• ACTIVITY
The answer must consist of every line from the data that holds "Some".

Start of AVAILABLE DATA

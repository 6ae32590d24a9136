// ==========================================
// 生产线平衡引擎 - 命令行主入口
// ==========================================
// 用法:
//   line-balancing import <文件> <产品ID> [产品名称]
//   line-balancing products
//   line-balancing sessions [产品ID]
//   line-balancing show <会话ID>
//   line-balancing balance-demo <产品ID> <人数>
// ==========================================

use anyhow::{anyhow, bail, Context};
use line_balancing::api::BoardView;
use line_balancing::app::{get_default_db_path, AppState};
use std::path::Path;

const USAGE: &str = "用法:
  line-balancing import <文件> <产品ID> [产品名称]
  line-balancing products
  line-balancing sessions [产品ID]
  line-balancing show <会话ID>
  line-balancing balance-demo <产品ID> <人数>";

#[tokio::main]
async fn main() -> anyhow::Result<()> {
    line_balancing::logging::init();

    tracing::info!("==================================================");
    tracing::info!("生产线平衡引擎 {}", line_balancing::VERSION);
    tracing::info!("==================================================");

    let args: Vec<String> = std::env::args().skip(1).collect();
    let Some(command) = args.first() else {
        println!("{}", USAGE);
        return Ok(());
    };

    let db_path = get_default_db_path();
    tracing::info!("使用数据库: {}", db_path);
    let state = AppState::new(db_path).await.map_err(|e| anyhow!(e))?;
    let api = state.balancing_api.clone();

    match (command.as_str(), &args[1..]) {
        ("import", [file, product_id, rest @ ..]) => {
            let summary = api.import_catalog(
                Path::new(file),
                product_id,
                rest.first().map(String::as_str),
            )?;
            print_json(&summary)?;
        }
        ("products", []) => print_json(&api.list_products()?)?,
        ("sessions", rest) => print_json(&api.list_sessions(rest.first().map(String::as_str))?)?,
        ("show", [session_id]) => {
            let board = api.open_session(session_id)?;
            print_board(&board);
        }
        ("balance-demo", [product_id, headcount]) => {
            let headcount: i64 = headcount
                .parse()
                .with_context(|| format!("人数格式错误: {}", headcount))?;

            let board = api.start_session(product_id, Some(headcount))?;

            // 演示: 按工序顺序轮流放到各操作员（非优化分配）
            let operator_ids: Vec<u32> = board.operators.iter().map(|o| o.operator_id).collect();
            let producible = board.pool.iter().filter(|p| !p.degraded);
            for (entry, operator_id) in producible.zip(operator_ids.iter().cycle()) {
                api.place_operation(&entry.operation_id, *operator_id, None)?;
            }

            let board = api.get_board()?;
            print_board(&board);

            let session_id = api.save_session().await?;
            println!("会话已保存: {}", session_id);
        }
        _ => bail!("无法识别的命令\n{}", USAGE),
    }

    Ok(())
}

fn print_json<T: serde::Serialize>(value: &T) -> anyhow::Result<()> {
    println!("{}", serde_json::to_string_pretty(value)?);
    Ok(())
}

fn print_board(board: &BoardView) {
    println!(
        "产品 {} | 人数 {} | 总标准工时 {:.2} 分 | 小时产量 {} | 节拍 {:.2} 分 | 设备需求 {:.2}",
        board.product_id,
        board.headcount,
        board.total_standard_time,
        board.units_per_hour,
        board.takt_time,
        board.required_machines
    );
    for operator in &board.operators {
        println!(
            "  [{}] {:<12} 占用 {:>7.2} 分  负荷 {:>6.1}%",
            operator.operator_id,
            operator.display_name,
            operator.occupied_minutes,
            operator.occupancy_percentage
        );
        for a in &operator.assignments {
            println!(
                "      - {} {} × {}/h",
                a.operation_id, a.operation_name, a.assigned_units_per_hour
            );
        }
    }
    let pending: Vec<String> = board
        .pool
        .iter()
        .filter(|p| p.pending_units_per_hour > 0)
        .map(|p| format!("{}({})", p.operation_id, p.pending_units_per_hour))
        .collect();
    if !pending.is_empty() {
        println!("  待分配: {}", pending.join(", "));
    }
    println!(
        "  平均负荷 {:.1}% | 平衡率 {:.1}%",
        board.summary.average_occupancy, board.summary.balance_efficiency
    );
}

End of AVAILABLE DATA

• WRITTEN ANSWER
    let Some(command) = args.first() else {
            let board = api.start_session(product_id, Some(headcount))?;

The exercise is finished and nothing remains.